Chaque scène lui permet d'exploser (au sens propre comme figuré), servie par des répliques très amusantes et une direction d'acteur couillue et rudement efficace. L'association Dupieux/Exarchopoulos est digne du duo Adam McKay (real) et Will Ferrell (acteur). La réussite de la tentative, si casse-gueule au départ, tient au culot et au génie de Dupieux/Exarchopoulos d'aller aussi loin et si fort en étant toujours irrésistiblement juste. Il me tarde de la voir revenir chez Dupieux, afin d'explorer d'autres terres comiques encore jamais défrichées chez cette artiste dotée d'un immense talent. Sa participation à la série La Flamme, me confirmera l'amour transi que je nourris envers cette comédienne.

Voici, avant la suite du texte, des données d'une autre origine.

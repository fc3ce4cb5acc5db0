pub const QUESTIONS_PER_PAGE: usize = 10;

/// Returns the 1-indexed page of `items`. Pages past the end, and the
/// invalid page 0, come back empty; the routes turn an empty page into 404.
pub fn paginate<T>(items: &[T], page: u32) -> &[T] {
    let Some(page) = (page as usize).checked_sub(1) else {
        return &[];
    };
    let start = page.saturating_mul(QUESTIONS_PER_PAGE);
    if start >= items.len() {
        return &[];
    }
    let end = usize::min(start + QUESTIONS_PER_PAGE, items.len());
    &items[start..end]
}

#[cfg(test)]
mod tests {
    use super::*;

    #[test]
    fn first_page_is_the_default_size() {
        let items: Vec<u32> = (0..25).collect();
        assert_eq!(paginate(&items, 1), (0..10).collect::<Vec<_>>());
    }

    #[test]
    fn last_page_may_be_short() {
        let items: Vec<u32> = (0..25).collect();
        assert_eq!(paginate(&items, 3), vec![20, 21, 22, 23, 24]);
    }

    #[test]
    fn page_past_the_end_is_empty() {
        let items: Vec<u32> = (0..25).collect();
        assert!(paginate(&items, 4).is_empty());
        assert!(paginate(&items, 5600).is_empty());
    }

    #[test]
    fn page_zero_is_empty() {
        let items: Vec<u32> = (0..25).collect();
        assert!(paginate(&items, 0).is_empty());
    }

    #[test]
    fn empty_input_has_no_pages() {
        assert!(paginate::<u32>(&[], 1).is_empty());
    }
}
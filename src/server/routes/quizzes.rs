use axum::{extract::State, routing::post, Json, Router};
use serde::{Deserialize, Serialize};
use serde_aux::field_attributes::deserialize_number_from_string;
use sqlx::SqlitePool;

use crate::{
    db::{
        queries::questions::{get_all_questions, get_questions_for_category},
        Question,
    },
    quiz::{pick_unseen, ALL_CATEGORIES},
    server::{app::AppState, extract::ApiJson},
    telemetry::QUIZ_QUESTION_CNTR,
};

use super::ApiResponse;

#[derive(Deserialize)]
struct QuizPayload {
    #[serde(default)]
    previous_questions: Vec<i64>,
    quiz_category: QuizCategory,
}

// The frontend sends the id as a string, older clients as a number.
#[derive(Deserialize)]
struct QuizCategory {
    #[serde(deserialize_with = "deserialize_number_from_string")]
    id: i64,
    #[serde(rename = "type", default)]
    kind: Option<String>,
}

#[derive(Serialize)]
struct QuizRound {
    success: bool,
    question: Option<Question>,
}

async fn play_quiz(
    State(pool): State<SqlitePool>,
    ApiJson(payload): ApiJson<QuizPayload>,
) -> ApiResponse<QuizRound> {
    let pool_of_questions = if payload.quiz_category.id == ALL_CATEGORIES {
        get_all_questions(&pool).await?
    } else {
        get_questions_for_category(&pool, payload.quiz_category.id).await?
    };

    let question = pick_unseen(
        &pool_of_questions,
        &payload.previous_questions,
        &mut rand::thread_rng(),
    )
    .cloned();

    if question.is_some() {
        let label = payload.quiz_category.kind.as_deref().unwrap_or("all");
        QUIZ_QUESTION_CNTR.with_label_values(&[label]).inc();
    }

    Ok(Json(QuizRound {
        success: true,
        question,
    }))
}

pub fn quiz_router(state: AppState) -> Router {
    Router::new()
        .route("/quizzes", post(play_quiz))
        .with_state(state)
}
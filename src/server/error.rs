use axum::http::StatusCode;
use axum::response::{IntoResponse, Response};
use axum::Json;
use serde::Serialize;

pub type ApiResponse<T> = Result<Json<T>, ApiError>;

#[derive(Debug)]
pub enum ApiError {
    NotFound,
    Unprocessable,
    MethodNotAllowed,
    Database(sqlx::Error),
}

#[derive(Serialize)]
struct ErrorBody {
    success: bool,
    message: &'static str,
}

impl IntoResponse for ApiError {
    fn into_response(self) -> Response {
        let (status, message) = match self {
            ApiError::NotFound => (StatusCode::NOT_FOUND, "Resource not found."),
            ApiError::Unprocessable => (StatusCode::UNPROCESSABLE_ENTITY, "Unprocessable Entity."),
            ApiError::MethodNotAllowed => (StatusCode::METHOD_NOT_ALLOWED, "Method Not Allowed."),
            ApiError::Database(error) => {
                tracing::error!("Database failure: {error}");
                (StatusCode::INTERNAL_SERVER_ERROR, "Internal server error.")
            }
        };
        (
            status,
            Json(ErrorBody {
                success: false,
                message,
            }),
        )
            .into_response()
    }
}

impl From<sqlx::Error> for ApiError {
    fn from(error: sqlx::Error) -> ApiError {
        match error {
            sqlx::Error::RowNotFound => ApiError::NotFound,
            error => ApiError::Database(error),
        }
    }
}
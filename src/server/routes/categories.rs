use std::collections::BTreeMap;

use axum::{
    extract::{Path, Query, State},
    routing::get,
    Json, Router,
};
use serde::Serialize;
use sqlx::SqlitePool;

use crate::{
    db::{
        queries::categories::{get_all_categories, get_category},
        queries::questions::get_questions_for_category,
        Question,
    },
    server::{app::AppState, pagination::paginate},
};

use super::{categories_map, ApiError, ApiResponse, ListParams};

#[derive(Serialize)]
struct CategoryList {
    success: bool,
    categories: BTreeMap<i64, String>,
}

#[derive(Serialize)]
struct CategoryQuestionList {
    success: bool,
    questions: Vec<Question>,
    total_questions: i64,
    current_category: String,
}

async fn list_categories(State(pool): State<SqlitePool>) -> ApiResponse<CategoryList> {
    let categories = get_all_categories(&pool).await?;
    if categories.is_empty() {
        return Err(ApiError::NotFound);
    }
    Ok(Json(CategoryList {
        success: true,
        categories: categories_map(categories),
    }))
}

// The id arrives as a raw path segment so that "/categories/a/questions"
// answers 404 instead of the router's 400.
async fn questions_for_category(
    State(pool): State<SqlitePool>,
    Path(id): Path<String>,
    Query(params): Query<ListParams>,
) -> ApiResponse<CategoryQuestionList> {
    let id: i64 = id.parse().map_err(|_| ApiError::NotFound)?;
    let category = get_category(&pool, id).await?.ok_or(ApiError::NotFound)?;

    let questions = get_questions_for_category(&pool, id).await?;
    let total_questions = questions.len() as i64;
    let current = paginate(&questions, params.page.unwrap_or(1));
    if current.is_empty() {
        return Err(ApiError::NotFound);
    }

    Ok(Json(CategoryQuestionList {
        success: true,
        questions: current.to_vec(),
        total_questions,
        current_category: category.kind,
    }))
}

pub fn category_router(state: AppState) -> Router {
    Router::new()
        .route("/categories", get(list_categories))
        .route("/categories/{id}/questions", get(questions_for_category))
        .with_state(state)
}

Pour en revenir au duo McKay/Farrely, les papas de Frangins malgré eux, le duo vedettes de Mandibules - Le Palmashow - s'inscrivent dans cette droite lignée. Jouer avec justesse et drôlerie des "teubés" n'est point chose aisée, bien au contraire. Ludig et Marsais parviennent à le faire haut la main, notamment grâce aux dialogues écrits par Dupieux et sa manière de les monter.


Tous les cinéastes musiciens comme Dupieux, Poiré, Serreau, Girault, ou même Michel Blanc sont des pointures en dialogues et en montage ou, du moins, ils ont une vision très atypique et précise de la rythmique entre le rythme des syllabes, l'accent tonique et les plans qui découpent le tout tel un métronome.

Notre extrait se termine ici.